#### [WHAT YOU ARE ASKED TO DO]
Review the material and extract every line in which the word "amount" occurs.

(DATA PROVIDED begins)

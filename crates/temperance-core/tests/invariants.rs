//! Invariant sweeps
//!
//! Random seeds and world shapes, checking after every tick that the world
//! stays consistent.

use proptest::prelude::*;
use std::collections::{HashMap, HashSet};

use temperance_core::systems::{round_tenth, verify_references};
use temperance_core::{AgentId, FoodId, SimConfig, Simulation};
use temperance_events::EventKind;

const TICKS: u64 = 40;

fn config(grid_size: u32, agents: usize, food: usize, vision: u32, health: f64) -> SimConfig {
    let mut config = SimConfig::default();
    config.world.grid_size = grid_size;
    config.agents.count = agents;
    config.agents.vision = vision;
    config.agents.starting_health = health;
    config.food.count = food;
    config
}

fn world_config() -> impl Strategy<Value = SimConfig> {
    (3u32..=7, 1usize..=8, 1usize..=9, 1u32..=3, 3u32..=10).prop_map(
        |(grid_size, agents, food, vision, health)| {
            config(grid_size, agents, food, vision, health as f64)
        },
    )
}

proptest! {
    #![proptest_config(ProptestConfig::with_cases(64))]

    #[test]
    fn proptest_no_two_agents_share_a_cell(seed in any::<u64>(), config in world_config()) {
        let grid_size = config.world.grid_size;
        let mut sim = Simulation::new(config, seed).unwrap();
        for _ in 0..TICKS {
            sim.step().unwrap();
            let mut cells = HashSet::new();
            for agent in sim.agents().iter() {
                prop_assert!(agent.position.in_bounds(grid_size));
                prop_assert!(cells.insert(agent.position), "two agents on {}", agent.position);
            }
        }
    }

    #[test]
    fn proptest_references_stay_valid(seed in any::<u64>(), config in world_config()) {
        let mut sim = Simulation::new(config, seed).unwrap();
        for _ in 0..TICKS {
            prop_assert!(sim.step().is_ok());
            prop_assert!(verify_references(sim.agents(), sim.food()).is_ok());
            for agent in sim.agents().iter() {
                prop_assert!(agent.is_alive());
                prop_assert!(agent.pursuing.is_none() || agent.consuming.is_none());
                prop_assert_eq!(agent.seeing.len(), agent.seeing_scores.len());
            }
        }
    }

    #[test]
    fn proptest_regrowth_is_exact(seed in any::<u64>(), config in world_config()) {
        let regrowth = config.food.regrowth_ticks as u64;
        let mut sim = Simulation::new(config, seed).unwrap();
        let mut eaten_at: HashMap<u32, u64> = HashMap::new();

        for _ in 0..TICKS {
            let report = sim.step().unwrap();
            for event in &report.events {
                match event.kind {
                    EventKind::Regrew { food_id, .. } => {
                        let eaten = eaten_at.remove(&food_id);
                        prop_assert_eq!(eaten.map(|t| t + regrowth), Some(event.tick));
                    }
                    EventKind::Consumed { food_id, .. } => {
                        prop_assert!(eaten_at.insert(food_id, event.tick).is_none());
                    }
                    _ => {}
                }
            }
            for (food_id, tick) in &eaten_at {
                let food = sim.food().get(FoodId(*food_id)).unwrap();
                prop_assert!(food.consumed);
                prop_assert!(report.tick < tick + regrowth);
            }
        }
    }

    #[test]
    fn proptest_health_accounting(seed in any::<u64>(), config in world_config()) {
        let metabolism = config.agents.metabolism;
        let mut sim = Simulation::new(config, seed).unwrap();

        for _ in 0..TICKS {
            let before: HashMap<AgentId, f64> =
                sim.agents().iter().map(|a| (a.id, a.health)).collect();
            let report = sim.step().unwrap();

            let mut effect: HashMap<AgentId, f64> = HashMap::new();
            let mut died = HashSet::new();
            for event in &report.events {
                match event.kind {
                    EventKind::Consumed { agent_id, amount, .. } => {
                        let delta = if amount == 3 { -1.0 } else { amount as f64 };
                        effect.insert(AgentId(agent_id), delta);
                    }
                    EventKind::Died { agent_id, .. } => {
                        died.insert(AgentId(agent_id));
                    }
                    _ => {}
                }
            }

            for (id, health) in &before {
                let gained = effect.get(id).copied().unwrap_or(0.0);
                let expected = round_tenth(health + gained - metabolism);
                match sim.agents().get(*id) {
                    Some(agent) => {
                        prop_assert!(!died.contains(id));
                        prop_assert!((agent.health - expected).abs() < 1e-9);
                        if gained == 0.0 {
                            prop_assert!(agent.health < *health);
                        }
                    }
                    None => {
                        prop_assert!(died.contains(id));
                        prop_assert!(expected <= 0.0);
                    }
                }
            }
            if sim.is_extinct() {
                break;
            }
        }
    }
}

(DATA PROVIDED ends)

#### [TASK ANSWER]
                    EventKind::Consumed { agent_id, amount, .. } => {
                        let delta = if amount == 3 { -1.0 } else { amount as f64 };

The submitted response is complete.